0.4

6.9K 192 35
                                    

Koltuğun üstünde uyuyan Metehan gece su içmek için kalkmış bir bardakta Ülkü için doldurmuştu. Belki o da susamıştır diye düşünüyordu. Elinde bir bardak suyla yukarı çıkan Metehan Ülkü'nün ağlama seslerini duyunca adımlarını hızlandırdı.

Bardağı komidinin üstüne koyup, uykusunda ağlayan Ülkü'ye yöneldi. Sanki kolları birini itmeye çalışıyormuş gibi hareket ediyordu.

"Bırakın beni annemin bana ihtiyacı var!" Diye bağırıyordu. Metehan havada olan iki kolun bileklerini yakalayıp, yanına oturdu.

Ülkü'nün gözleri birden açıldı.

"Metehan?" Dedi şaşkınlıkla uykulu gözlerle.

"Kabus gördün" dedi Metehan endişe dolu Bakışlarla Ülkü'ye bakarken.

Ülkü yeniden içli içli ağlarken Metehan o iki kolun bileklerini bırakıp elini tuttu sıkıca.

"Annemi gördüm Metehan, travmam rüyalarıma girip kabusum oldu."

Ülkü, Metehan'nın ellerini daha sıkı tutup yataktan doğruldu. İkiside oturur pozisyonda iken Ülkü ellerini çekip kollarını Metehan'nın boyuna doladı. Başını omzuna koyup orda içli içli ağlamaya devam etti.

Metehan ilk bocalamış öylece kalmıştı. Bunu beklemiyordu. Birinin ona sarılıp ağlayacağını hiç tahmin etmezdi. Yada o birinin derdine iyi geleceğine inanmazdı.

Bir elini Ülkü'nün beline yerleştirip kendine iyice çekti kolunu sardı beline. Bir diğer elinide sırtına koyup okşadı.

Ne yapmalıydı şuan hiç bilmiyordu. Bu yaptığı yanlış mıydı? Yoksa doğru mu? Kalkıp gitmesi mi doğruydu? yoksa ona sarılıp derdine derman mı olması doğruydu.

İçinden bir ses ikinci seçenek olduğunu söylüyordu. Öylede yaptı.

Sırtını onu sakinleştirmek amacıyla okşarken içini döküp rahatlaması için soru sormaya başladı.

"Annene ne olduğunu anlatmak ister misin?"

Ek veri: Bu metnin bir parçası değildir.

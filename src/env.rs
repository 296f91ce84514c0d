//! A reference [`Oracle`] implementation: a flat variable table plus a small
//! built-in math-function registry. Exists for the demo binary and the
//! integration tests; a real host (a shell) would implement `Oracle` against
//! its own scoped variable/function tables instead.

use std::collections::HashMap;

use tracing::warn;

use crate::error::ArithError;
use crate::oracle::{CellId, FuncId, FuncKind, LValue, LookupResult, Oracle, OracleCtx};
use crate::value::Domain;

#[derive(Debug, Clone)]
struct Cell {
    value: f64,
    domain: Domain,
    set: bool,
}

impl Default for Cell {
    fn default() -> Self {
        Cell { value: 0.0, domain: Domain::Signed, set: false }
    }
}

/// A demo/test-oriented `Oracle`: variables are created on first reference
/// (like an unset shell parameter reads as zero unless `strict_unset` is on)
/// and a handful of built-in functions (`sqrt`, `pow`, `atan2`, `abs`) are
/// preregistered.
pub struct Environment {
    cells: Vec<Cell>,
    names: HashMap<String, u32>,
    funcs: HashMap<String, (FuncId, FuncKind)>,
    strict_unset: bool,
    decomma: bool,
    last_message: Option<String>,
}

impl Environment {
    pub fn new() -> Self {
        let mut env = Environment {
            cells: Vec::new(),
            names: HashMap::new(),
            funcs: HashMap::new(),
            strict_unset: false,
            decomma: false,
            last_message: None,
        };
        env.register_builtin_functions();
        env
    }

    fn register_builtin_functions(&mut self) {
        self.funcs.insert("sqrt".to_string(), (FuncId(0), FuncKind::Float1));
        self.funcs.insert("abs".to_string(), (FuncId(1), FuncKind::Float1));
        self.funcs.insert("pow".to_string(), (FuncId(2), FuncKind::Float2));
        self.funcs.insert("atan2".to_string(), (FuncId(3), FuncKind::Float2));
        self.funcs.insert("int".to_string(), (FuncId(4), FuncKind::Int1));
    }

    /// Register a host function under `name`, returning the `FuncId` a
    /// caller can use to later recognize it in `call_function`.
    pub fn define_function(&mut self, name: &str, kind: FuncKind) -> FuncId {
        let id = FuncId(100 + self.funcs.len() as u32);
        self.funcs.insert(name.to_string(), (id, kind));
        id
    }

    pub fn set_decomma(&mut self, on: bool) {
        self.decomma = on;
    }

    /// Directly seed a variable, bypassing arithmetic-expression assignment.
    pub fn set_var(&mut self, name: &str, value: f64, domain: Domain) {
        let id = self.cell_id_for(name);
        self.cells[id as usize] = Cell { value, domain, set: true };
    }

    pub fn get_var(&self, name: &str) -> Option<f64> {
        self.names.get(name).map(|&id| self.cells[id as usize].value)
    }

    /// The text of the most recent compile-failure diagnostic, for tests.
    pub fn last_message(&self) -> Option<&str> {
        self.last_message.as_deref()
    }

    fn cell_id_for(&mut self, name: &str) -> u32 {
        if let Some(&id) = self.names.get(name) {
            return id;
        }
        let id = self.cells.len() as u32;
        self.cells.push(Cell::default());
        self.names.insert(name.to_string(), id);
        id
    }

    fn ident_len(text: &str, start: usize) -> usize {
        text[start..].bytes().take_while(|b| b.is_ascii_alphanumeric() || *b == b'_').count()
    }

    /// Scan a numeric literal starting at `start`, honoring `decomma` (a
    /// comma immediately followed by a digit is read as a decimal point,
    /// matching locales where `,` is the radix character).
    fn scan_number(&self, text: &str, start: usize) -> (f64, Domain, usize) {
        let bytes = text.as_bytes();
        if bytes[start..].starts_with(b"0x") || bytes[start..].starts_with(b"0X") {
            let hex_start = start + 2;
            let len = text[hex_start..].bytes().take_while(|b| b.is_ascii_hexdigit()).count();
            let value = i64::from_str_radix(&text[hex_start..hex_start + len], 16).unwrap_or(0);
            return (value as f64, Domain::Signed, len + 2);
        }
        let mut end = start;
        let mut saw_point = false;
        while end < bytes.len() {
            let b = bytes[end];
            if b.is_ascii_digit() {
                end += 1;
            } else if b == b'.' && !saw_point {
                saw_point = true;
                end += 1;
            } else if self.decomma && b == b',' && !saw_point && bytes.get(end + 1).is_some_and(u8::is_ascii_digit) {
                saw_point = true;
                end += 1;
            } else {
                break;
            }
        }
        let consumed = end - start;
        if saw_point {
            let mut normalized = text[start..end].to_string();
            if self.decomma {
                normalized = normalized.replace(',', ".");
            }
            (normalized.parse().unwrap_or(0.0), Domain::Float, consumed)
        } else {
            match text[start..end].parse::<i64>() {
                Ok(v) => (v as f64, Domain::Signed, consumed),
                Err(_) => (text[start..end].parse::<u64>().unwrap_or(0) as f64, Domain::Unsigned, consumed),
            }
        }
    }

    /// Decode a `'x'`/`L'x'` character literal starting at `start` (the `L`
    /// or the opening quote). Returns `None` for anything malformed
    /// (unterminated, empty, or a dangling escape), leaving the caller to
    /// report `e_charconst`.
    fn scan_char_literal(text: &str, start: usize) -> Option<(f64, usize)> {
        let bytes = text.as_bytes();
        let content_start = if bytes[start] == b'L' { start + 2 } else { start + 1 };
        let (value, len) = decode_char_escape(bytes, content_start)?;
        if bytes.get(content_start + len) != Some(&b'\'') {
            return None;
        }
        Some((value as f64, content_start + len + 1 - start))
    }
}

/// Decode one escaped or literal byte for a character literal's content,
/// following the teacher tokenizer's escape table (`\n`, `\t`, `\r`, `\0`,
/// `\\`, `\'`, `\"`, else the escaped byte verbatim). Returns `None` for an
/// empty literal or a backslash with nothing after it.
fn decode_char_escape(bytes: &[u8], pos: usize) -> Option<(i64, usize)> {
    let b = *bytes.get(pos)?;
    if b == b'\'' {
        return None;
    }
    if b == b'\\' {
        let esc = *bytes.get(pos + 1)?;
        let value = match esc {
            b'n' => b'\n',
            b't' => b'\t',
            b'r' => b'\r',
            b'0' => 0,
            other => other,
        };
        Some((value as i64, 2))
    } else {
        Some((b as i64, 1))
    }
}

impl Default for Environment {
    fn default() -> Self {
        Environment::new()
    }
}

impl Oracle for Environment {
    fn lookup(&mut self, text: &str, pos: usize) -> LookupResult {
        let bytes = text.as_bytes();
        if pos >= bytes.len() {
            return LookupResult::NotFound;
        }
        let start = if bytes[pos] == b'$' { pos + 1 } else { pos };
        let decomma_leads_digit =
            self.decomma && start < bytes.len() && bytes[start] == b',' && bytes.get(start + 1).is_some_and(u8::is_ascii_digit);
        if start < bytes.len() && (bytes[start].is_ascii_digit() || bytes[start] == b'.' || decomma_leads_digit) {
            let (value, domain, consumed) = self.scan_number(text, start);
            return LookupResult::Number { value, domain, consumed: consumed + (start - pos) };
        }
        let at_quote = start < bytes.len() && bytes[start] == b'\'';
        let at_wide_quote = start + 1 < bytes.len() && bytes[start] == b'L' && bytes[start + 1] == b'\'';
        if at_quote || at_wide_quote {
            return match Self::scan_char_literal(text, start) {
                Some((value, consumed)) => LookupResult::Number { value, domain: Domain::Signed, consumed: consumed + (start - pos) },
                None => LookupResult::NotFound,
            };
        }
        if start < bytes.len() && (bytes[start].is_ascii_alphabetic() || bytes[start] == b'_') {
            let len = Self::ident_len(text, start);
            let name = &text[start..start + len];
            let consumed = len + (start - pos);
            if let Some(&(func, kind)) = self.funcs.get(name) {
                return LookupResult::Name {
                    lvalue: LValue { cell: CellId(0), flag: 0, func: Some((func, kind)), is_float: false },
                    consumed,
                };
            }
            let id = self.cell_id_for(name);
            return LookupResult::Name { lvalue: LValue::cell(CellId(id)), consumed };
        }
        LookupResult::NotFound
    }

    fn value(&mut self, lv: &LValue, ctx: &mut OracleCtx) -> Result<(f64, Domain), ArithError> {
        let cell = &self.cells[lv.cell.0 as usize];
        if !cell.set && self.strict_unset && !ctx.compound_assign {
            let name = self.names.iter().find(|(_, &id)| id == lv.cell.0).map(|(n, _)| n.clone()).unwrap_or_default();
            return Err(ArithError::NotSet(name));
        }
        Ok((cell.value, cell.domain))
    }

    fn assign(&mut self, lv: &LValue, _ctx: &mut OracleCtx, value: f64) -> Result<f64, ArithError> {
        let cell = &mut self.cells[lv.cell.0 as usize];
        cell.value = value;
        cell.set = true;
        Ok(value)
    }

    fn call_function(&mut self, func: FuncId, kind: FuncKind, args: &[f64]) -> Result<(f64, Domain), ArithError> {
        let result = match (func.0, kind) {
            (0, FuncKind::Float1) => args[0].sqrt(),
            (1, FuncKind::Float1) => args[0].abs(),
            (2, FuncKind::Float2) => args[0].powf(args[1]),
            (3, FuncKind::Float2) => args[0].atan2(args[1]),
            (4, FuncKind::Int1) => args[0].trunc(),
            _ => return Err(ArithError::ArgCount(format!("func#{}", func.0))),
        };
        Ok((result, Domain::Float))
    }

    fn message(&mut self, text: &str) -> bool {
        warn!(message = text, "arithmetic expression diagnostic");
        self.last_message = Some(text.to_string());
        true
    }

    fn is_unset(&self, lv: &LValue) -> bool {
        self.cells.get(lv.cell.0 as usize).map(|c| !c.set).unwrap_or(true)
    }

    fn decomma(&self) -> bool {
        self.decomma
    }

    fn strict_unset(&self) -> bool {
        self.strict_unset
    }

    fn set_strict_unset(&mut self, on: bool) {
        self.strict_unset = on;
    }
}

#[cfg(test)]
mod tests {
    use super::*;
    use crate::eval::eval;

    #[test]
    fn unset_variable_reads_as_zero_by_default() {
        let mut env = Environment::new();
        let (v, _) = eval("unset_var", &mut env).unwrap();
        assert_eq!(v, 0.0);
    }

    #[test]
    fn strict_unset_rejects_unread_variables() {
        let mut env = Environment::new();
        env.set_strict_unset(true);
        assert_eq!(eval("never_assigned", &mut env), Err(ArithError::NotSet("never_assigned".to_string())));
    }

    #[test]
    fn pow_function_call_dispatches_to_the_registered_builtin() {
        let mut env = Environment::new();
        let (v, d) = eval("pow(2,10)", &mut env).unwrap();
        assert_eq!(v, 1024.0);
        assert_eq!(d, Domain::Float);
    }

    #[test]
    fn decomma_rewrites_comma_as_decimal_point() {
        let mut env = Environment::new();
        env.set_decomma(true);
        let (v, d) = eval("1,5+1", &mut env).unwrap();
        assert_eq!(v, 2.5);
        assert_eq!(d, Domain::Float);
    }

    #[test]
    fn hex_literal_parses_as_signed() {
        let mut env = Environment::new();
        let (v, d) = eval("0xFF", &mut env).unwrap();
        assert_eq!(v, 255.0);
        assert_eq!(d, Domain::Signed);
    }

    #[test]
    fn leading_comma_is_a_decimal_point_under_decomma() {
        let mut env = Environment::new();
        env.set_decomma(true);
        let (v, d) = eval(",5", &mut env).unwrap();
        assert_eq!(v, 0.5);
        assert_eq!(d, Domain::Float);
    }

    #[test]
    fn leading_comma_without_decomma_is_a_syntax_error() {
        let mut env = Environment::new();
        assert_eq!(eval(",5", &mut env), Err(ArithError::SynBad));
    }

    #[test]
    fn bare_char_literal_pushes_its_byte_value() {
        let mut env = Environment::new();
        let (v, d) = eval("'a'", &mut env).unwrap();
        assert_eq!(v, 97.0);
        assert_eq!(d, Domain::Signed);
    }

    #[test]
    fn wide_char_literal_decodes_the_same_as_bare() {
        let mut env = Environment::new();
        let (v, _) = eval("L'a'", &mut env).unwrap();
        assert_eq!(v, 97.0);
    }

    #[test]
    fn char_literal_escape_decodes_one_escape() {
        let mut env = Environment::new();
        let (v, _) = eval("'\\n'", &mut env).unwrap();
        assert_eq!(v, 10.0);
    }

    #[test]
    fn unterminated_char_literal_is_a_charconst_error() {
        let mut env = Environment::new();
        assert_eq!(eval("'a", &mut env), Err(ArithError::CharConst));
    }

    #[test]
    fn empty_char_literal_is_a_charconst_error() {
        let mut env = Environment::new();
        assert_eq!(eval("''", &mut env), Err(ArithError::CharConst));
    }
}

Ülkü hızlıca başını sallayıp onaylanan bir ses çıkardı. Daha çok sokuldu Metehan'a. Kolların Metehan'nın boynundan indirdi. Başını göğüsüne yasladı. Kollarını Metehan'nın beline sarıp bir süre içine derin nefesler çekti.

"Babam şehit düştüğünde, annem kendine hiç gelemedi. Bize anneannem ve teyzem gelmişti. Ben teyzemle uyuyordum. Anneannemde, annemle. Ama her gece annem bir şekilde evden kaçıp babamın mezarında uyurken bulunurdu. Annem benim yüzüme bakmazdı. Bana "kaybol git gözümün önünden" derdi  "seni görmek istemiyorum, sesini duymak istemiyorum" diyerek ağlıyorum diye kışın ortasında kapının önüne attığı bile vardı. Ağabeyim bir tek sahip çıkar korurdu beni, bir tek o güçlü kalmıştı"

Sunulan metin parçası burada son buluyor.